The volar approach facilitates the reduction by allowing direct access to the lunate.
Surgical extension of the capsular tear between the RSC and LRL ligaments or between the UTCC and ulnolunate ligaments allows greater access to the wrist without further disruption of extrinsic ligaments.
Through the dorsal incision, reduce, stabilize, and repair any associated carpal fractures and intercarpal ligament injuries in the manner described above.
The volar capsuloligamentous rent is closed with nonabsorbable suture (TECH FIG 5).
The flexor tendons may now be assessed. Often the tenosynovium surrounding the tendons within the carpal tunnel is thickened. A tenosynovectomy may be performed.
The EPL should be left transposed dorsally.
The subcutaneous tissue and skin are closed in a standard fashion.
TECH FIG 4 • A. Extended carpal tunnel incision used for the volar approach. B. A volar, semilunar, apex-distal, capsuololigamentous rent is visible at the space of Poirer. The lunate (Lu) is seen protruding from the rent.
TECH FIG 5 • The volar capsule is closed with nonabsorbable suture.
POSTOPERATIVE CARE
The immediate postoperative dressing includes a wellpadded splint immobilizing the wrist and forearm in a neutral rotational position with about 20 degrees of wrist extension.
Edema control and prevention of skin maceration can be accomplished with the addition of sterile gauze dressings between the digits and a bulky dressing within the palm.

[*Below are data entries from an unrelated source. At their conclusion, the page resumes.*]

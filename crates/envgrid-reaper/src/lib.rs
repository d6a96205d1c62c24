//! envgrid-reaper — background reclamation of abandoned deployments.
//!
//! Two independently owned periodic tasks share the orchestrator with the
//! request path:
//!
//! ```text
//! PeriodicTask("expiry",  expiry_interval)  ─► ExpiryReaper::run_once
//!     active deployments older than expire_after are stopped
//! PeriodicTask("reclaim", reclaim_interval) ─► FolderReclaimer::run_once
//!     inactive directories older than delete_period are removed
//! ```
//!
//! A failing or panicking tick is logged and the timer keeps running.

pub mod expiry;
pub mod reclaim;
pub mod task;

pub use expiry::ExpiryReaper;
pub use reclaim::FolderReclaimer;
pub use task::{PeriodicTask, TaskFuture};
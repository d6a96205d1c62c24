//! Admission control for new deployments.
//!
//! Checks run in a fixed order and the first failing one decides the
//! rejection: runtime liveness, memory pressure, deployment count. Each
//! check is a snapshot; two concurrent starts may both be admitted.
//!
//! Only deployments with a directory under the deployments root count.
//! The runtime may host unrelated projects (other compose stacks on the
//! same docker daemon) and those never take a slot.

use std::collections::HashSet;
use std::sync::Arc;

use envgrid_core::{DeploymentId, EnvgridConfig, EnvgridError, EnvgridResult, Rejection};
use envgrid_runtime::WorkloadRuntime;
use envgrid_state::FilesystemStore;
use tracing::{debug, warn};

/// Thresholds a new deployment is checked against.
#[derive(Debug, Clone, PartialEq)]
pub struct AdmissionPolicy {
    pub max_deployments: usize,
    /// `None` disables the memory check.
    pub max_memory_percent: Option<f64>,
}

impl AdmissionPolicy {
    pub fn from_config(config: &EnvgridConfig) -> Self {
        Self {
            max_deployments: config.max_deployments,
            max_memory_percent: config.max_memory_percent,
        }
    }
}

/// Runtime-reported ids that also have a deployment directory under `fs`.
pub async fn managed_ids<R: WorkloadRuntime>(
    runtime: &R,
    fs: &FilesystemStore,
) -> EnvgridResult<Vec<DeploymentId>> {
    let live = runtime.active_ids().await.map_err(|e| {
        EnvgridError::status_failed("runtime status query", Some(Box::new(e)))
    })?;
    let owned: HashSet<DeploymentId> = fs.list_ids().await?.into_iter().collect();
    Ok(live.into_iter().filter(|id| owned.contains(id)).collect())
}

pub struct AdmissionController<R: WorkloadRuntime> {
    runtime: Arc<R>,
    fs: FilesystemStore,
    policy: AdmissionPolicy,
}

impl<R: WorkloadRuntime> AdmissionController<R> {
    pub fn new(runtime: Arc<R>, fs: FilesystemStore, policy: AdmissionPolicy) -> Self {
        Self {
            runtime,
            fs,
            policy,
        }
    }

    pub fn policy(&self) -> &AdmissionPolicy {
        &self.policy
    }

    /// Decide whether one more deployment may start right now.
    pub async fn try_admit(&self) -> Result<(), Rejection> {
        if !self.runtime.ping().await {
            warn!("admission rejected: runtime did not answer ping");
            return Err(Rejection::RuntimeUnavailable);
        }

        if let Some(ceiling) = self.policy.max_memory_percent {
            let measured = self.runtime.memory_percent().await.map_err(|e| {
                warn!(error = %e, "admission rejected: memory usage unavailable");
                Rejection::RuntimeUnavailable
            })?;
            if measured >= ceiling {
                warn!(measured, ceiling, "admission rejected: memory pressure");
                return Err(Rejection::ResourcePressure { measured, ceiling });
            }
        }

        let active = managed_ids(self.runtime.as_ref(), &self.fs).await.map_err(|e| {
            warn!(error = %e, "admission rejected: active deployments unavailable");
            Rejection::RuntimeUnavailable
        })?;
        if active.len() >= self.policy.max_deployments {
            warn!(
                active = active.len(),
                max = self.policy.max_deployments,
                "admission rejected: capacity reached"
            );
            return Err(Rejection::CapacityReached {
                max: self.policy.max_deployments,
            });
        }

        debug!(active = active.len(), "deployment admitted");
        Ok(())
    }
}
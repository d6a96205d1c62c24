//! RequestForwarder — relay one HTTP request into a live workload.
//!
//! The target address is `service_host(id, service):port`. Connecting,
//! sending, and reading the whole response share one timeout; running out
//! of it, or failing to connect at all, is `ContainerUnreachable`.

use std::sync::Arc;
use std::time::Duration;

use bytes::Bytes;
use envgrid_core::{EnvgridError, EnvgridResult, normalize_id};
use envgrid_runtime::WorkloadRuntime;
use http::{HeaderMap, Method, Request, StatusCode, header};
use http_body_util::{BodyExt, Full};
use hyper::client::conn::http1;
use hyper_util::rt::TokioIo;
use tokio::net::TcpStream;
use tracing::{debug, warn};

/// Inbound headers that describe the inbound connection, not the request.
const HOP_BY_HOP: [header::HeaderName; 4] = [
    header::HOST,
    header::CONNECTION,
    header::CONTENT_LENGTH,
    header::TRANSFER_ENCODING,
];

/// A request to relay.
#[derive(Debug, Clone)]
pub struct ForwardRequest {
    pub method: Method,
    /// Origin-form target, e.g. `/health?verbose=1`.
    pub path_and_query: String,
    pub headers: HeaderMap,
    pub body: Bytes,
}

/// The workload's response, as received.
#[derive(Debug, Clone)]
pub struct ForwardResponse {
    pub status: StatusCode,
    pub headers: HeaderMap,
    pub body: Bytes,
}

pub struct RequestForwarder<R: WorkloadRuntime> {
    runtime: Arc<R>,
    timeout: Duration,
    default_port: u16,
}

impl<R: WorkloadRuntime> RequestForwarder<R> {
    pub fn new(runtime: Arc<R>, timeout: Duration, default_port: u16) -> Self {
        Self {
            runtime,
            timeout,
            default_port,
        }
    }

    pub fn address(&self, id: &str, service: &str, port: Option<u16>) -> String {
        format!(
            "{}:{}",
            self.runtime.service_host(id, service),
            port.unwrap_or(self.default_port)
        )
    }

    pub async fn forward(
        &self,
        id: &str,
        service: &str,
        port: Option<u16>,
        request: ForwardRequest,
    ) -> EnvgridResult<ForwardResponse> {
        let id = normalize_id(id)?;
        let address = self.address(&id, service, port);
        debug!(deployment_id = %id, %service, %address, method = %request.method, path = %request.path_and_query, "forwarding request");
        forward_to(&address, request, self.timeout).await
    }
}

fn unreachable(address: &str, message: impl Into<String>) -> EnvgridError {
    EnvgridError::ContainerUnreachable {
        address: address.to_string(),
        message: message.into(),
    }
}

/// Send `request` to `address` (`host:port`) over HTTP/1.1.
pub async fn forward_to(
    address: &str,
    request: ForwardRequest,
    timeout: Duration,
) -> EnvgridResult<ForwardResponse> {
    let path = if request.path_and_query.starts_with('/') {
        request.path_and_query
    } else {
        format!("/{}", request.path_and_query)
    };

    let mut builder = Request::builder().method(request.method).uri(path.as_str());
    for (name, value) in request.headers.iter() {
        if !HOP_BY_HOP.contains(name) {
            builder = builder.header(name, value);
        }
    }
    let outbound = builder
        .header(header::HOST, address)
        .body(Full::new(request.body))
        .map_err(|e| unreachable(address, format!("invalid request: {e}")))?;

    let exchange = async {
        let stream = TcpStream::connect(address)
            .await
            .map_err(|e| unreachable(address, e.to_string()))?;
        let (mut sender, conn) = http1::handshake(TokioIo::new(stream))
            .await
            .map_err(|e| unreachable(address, e.to_string()))?;

        tokio::spawn(async move {
            if let Err(e) = conn.await {
                warn!(error = %e, "forwarded connection error");
            }
        });

        let response = sender
            .send_request(outbound)
            .await
            .map_err(|e| unreachable(address, e.to_string()))?;
        let status = response.status();
        let headers = response.headers().clone();
        let body = response
            .into_body()
            .collect()
            .await
            .map_err(|e| unreachable(address, e.to_string()))?
            .to_bytes();
        Ok(ForwardResponse {
            status,
            headers,
            body,
        })
    };

    match tokio::time::timeout(timeout, exchange).await {
        Ok(result) => result,
        Err(_) => {
            debug!(%address, timeout_ms = timeout.as_millis() as u64, "forwarded request timed out");
            Err(unreachable(
                address,
                format!("no response within {}ms", timeout.as_millis()),
            ))
        }
    }
}
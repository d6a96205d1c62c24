//! External process execution.
//!
//! `ProcessRunner` is the only way envgrid starts external programs.
//! Exit codes are captured and returned, never turned into panics.

use std::process::Stdio;

use async_trait::async_trait;
use tokio::process::Command;
use tracing::{debug, warn};

use crate::error::ProcessError;

/// Captured result of a finished process.
#[derive(Debug, Clone, Default, PartialEq, Eq)]
pub struct ProcessOutput {
    pub stdout: String,
    pub stderr: String,
    /// Exit code, `None` when the process was killed by a signal.
    pub code: Option<i32>,
    pub pid: Option<u32>,
}

impl ProcessOutput {
    /// A successful output with the given stdout.
    pub fn ok(stdout: impl Into<String>) -> Self {
        Self {
            stdout: stdout.into(),
            code: Some(0),
            ..Default::default()
        }
    }

    /// A failed output with the given exit code and stderr.
    pub fn failed(code: i32, stderr: impl Into<String>) -> Self {
        Self {
            stderr: stderr.into(),
            code: Some(code),
            ..Default::default()
        }
    }

    pub fn success(&self) -> bool {
        self.code == Some(0)
    }

    /// Exit code with signal deaths reported as -1.
    pub fn exit_code(&self) -> i32 {
        self.code.unwrap_or(-1)
    }
}

/// Runs external commands.
#[async_trait]
pub trait ProcessRunner: Send + Sync + 'static {
    /// Run `argv[0]` with the remaining arguments and wait for it to exit.
    async fn run(&self, argv: &[String]) -> Result<ProcessOutput, ProcessError>;

    /// Run a shell command line through `sh -c` and wait for it to exit.
    async fn run_shell(&self, command: &str) -> Result<ProcessOutput, ProcessError> {
        self.run(&argv(["sh", "-c", command])).await
    }

    /// Start a shell command line in the background and return its pid.
    async fn spawn_detached(&self, command: &str) -> Result<u32, ProcessError>;
}

/// Build an owned argv from string slices.
pub fn argv<I, S>(parts: I) -> Vec<String>
where
    I: IntoIterator<Item = S>,
    S: AsRef<str>,
{
    parts.into_iter().map(|p| p.as_ref().to_string()).collect()
}

/// Render an argv for log lines and error messages.
pub fn display_command(argv: &[String]) -> String {
    argv.join(" ")
}

/// `ProcessRunner` backed by `tokio::process`.
#[derive(Debug, Clone, Default)]
pub struct TokioProcessRunner;

impl TokioProcessRunner {
    pub fn new() -> Self {
        Self
    }
}

#[async_trait]
impl ProcessRunner for TokioProcessRunner {
    async fn run(&self, argv: &[String]) -> Result<ProcessOutput, ProcessError> {
        let (program, args) = argv.split_first().ok_or(ProcessError::EmptyCommand)?;

        let child = Command::new(program)
            .args(args)
            .stdin(Stdio::null())
            .stdout(Stdio::piped())
            .stderr(Stdio::piped())
            .spawn()
            .map_err(|source| ProcessError::Spawn {
                program: program.clone(),
                source,
            })?;
        let pid = child.id();

        let output = child
            .wait_with_output()
            .await
            .map_err(|source| ProcessError::Wait {
                program: program.clone(),
                source,
            })?;

        let result = ProcessOutput {
            stdout: String::from_utf8_lossy(&output.stdout).into_owned(),
            stderr: String::from_utf8_lossy(&output.stderr).into_owned(),
            code: output.status.code(),
            pid,
        };
        debug!(
            command = %display_command(argv),
            code = ?result.code,
            "process finished"
        );
        Ok(result)
    }

    async fn spawn_detached(&self, command: &str) -> Result<u32, ProcessError> {
        let mut child = Command::new("sh")
            .arg("-c")
            .arg(command)
            .stdin(Stdio::null())
            .stdout(Stdio::null())
            .stderr(Stdio::null())
            .spawn()
            .map_err(|source| ProcessError::Spawn {
                program: "sh".to_string(),
                source,
            })?;
        let pid = child.id().unwrap_or_default();

        // Reap the child so it does not linger as a zombie.
        let command = command.to_string();
        tokio::spawn(async move {
            if let Err(e) = child.wait().await {
                warn!(%command, error = %e, "detached process wait failed");
            }
        });

        debug!(pid, "detached process started");
        Ok(pid)
    }
}

#[cfg(test)]
mod tests {
    use super::*;

    #[tokio::test]
    async fn run_captures_stdout_and_code() {
        let runner = TokioProcessRunner::new();
        let out = runner.run(&argv(["echo", "hello"])).await.unwrap();
        assert!(out.success());
        assert_eq!(out.stdout.trim(), "hello");
        assert!(out.pid.is_some());
    }

    #[tokio::test]
    async fn nonzero_exit_is_reported_not_raised() {
        let runner = TokioProcessRunner::new();
        let out = runner.run_shell("echo boom >&2; exit 3").await.unwrap();
        assert!(!out.success());
        assert_eq!(out.code, Some(3));
        assert_eq!(out.stderr.trim(), "boom");
    }

    #[tokio::test]
    async fn missing_program_is_spawn_error() {
        let runner = TokioProcessRunner::new();
        let err = runner
            .run(&argv(["envgrid-definitely-not-a-binary"]))
            .await
            .unwrap_err();
        assert!(matches!(err, ProcessError::Spawn { .. }));
    }

    #[tokio::test]
    async fn empty_argv_is_rejected() {
        let runner = TokioProcessRunner::new();
        let err = runner.run(&[]).await.unwrap_err();
        assert!(matches!(err, ProcessError::EmptyCommand));
    }

    #[tokio::test]
    async fn spawn_detached_returns_pid() {
        let runner = TokioProcessRunner::new();
        let pid = runner.spawn_detached("sleep 0").await.unwrap();
        assert!(pid > 0);
    }

    #[test]
    fn output_helpers() {
        assert!(ProcessOutput::ok("x").success());
        let failed = ProcessOutput::failed(2, "nope");
        assert!(!failed.success());
        assert_eq!(failed.exit_code(), 2);
        assert_eq!(ProcessOutput::default().exit_code(), -1);
    }
}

Active and passive digital range-of-motion exercises are encouraged immediately to prevent flexor tendon adhesions and digital stiffness.
Sutures are removed at 10 to 14 days and full-time cast or splint immobilization is continued for a total of 8 weeks postoperatively.
Pins may be removed at 8 weeks, and the patient may be converted to a removable splint to promote range of motion of the wrist.
At 12 weeks, strengthening is permitted with progressive resistance as tolerated.
Anticipated return to activities is 6 to 12 months.
OUTCOMES
Outcomes will vary with regard to stiffness and grip strength.
More accurate anatomic reduction will lead to improved results. Sotereanos et al 5 used a dorsal–volar approach in 11 patients with perilunate dislocations and fracturedislocations. Good to excellent results were achieved in 9 of 11 patients.
Up to 50% loss of flexion–extension motion arc can be anticipated.3
Up to 60% diminished grip strength can be anticipated.3
COMPLICATIONS
Missed diagnosis
Postoperative pin-tract infections
Median nerve injury
Transient ischemia of lunate
Chondral injury or chondrolysis
Late carpal instability
Nonunion or malunion of the scaphoid
Posttraumatic arthritis
REFERENCES
1. Adkison JW, Chapman MW. Treatment of acute lunate and perilunate dislocations. Clin Orthop Relat Res 1982;164:199–207.
2. Apergis E, Maris J, Theodoratos G, et al. Perilunate dislocations and fracture dislocations: closed and early open reduction compared in 28 cases. Acta Orthop Scand Suppl 1997;275:55–59.
3. Cooney WP, Bussey R, Dobyns JH, et al. Difficult wrist fractures: perilunate fracture-dislocations of the wrist. Clin Orthop Relat Res 1987;214:136–147.
4. Mayfield JK, Johnson RP, Kilcoyne RK. Carpal dislocations: pathomechanics and progressive perilunar instability. J Hand Surg Am 1980;5:226–241.
5. Sotereanos DG, Mitsionis GJ, Giannakopoulos PN, et al. Perilunate dislocation and fracture dislocation: a critical analysis of the volardorsal approach. J Hand Surg Am 1997;22A:49–56.
6. Tavernier L. Les deplacements tramatiques du semilunaire. These, Lyons, 1906:138–139.
7. Walsh JJ, Berger RA, Cooney WP. Current status of scapholunate interosseous ligament injuries. JAAOS 2002;10:32–42.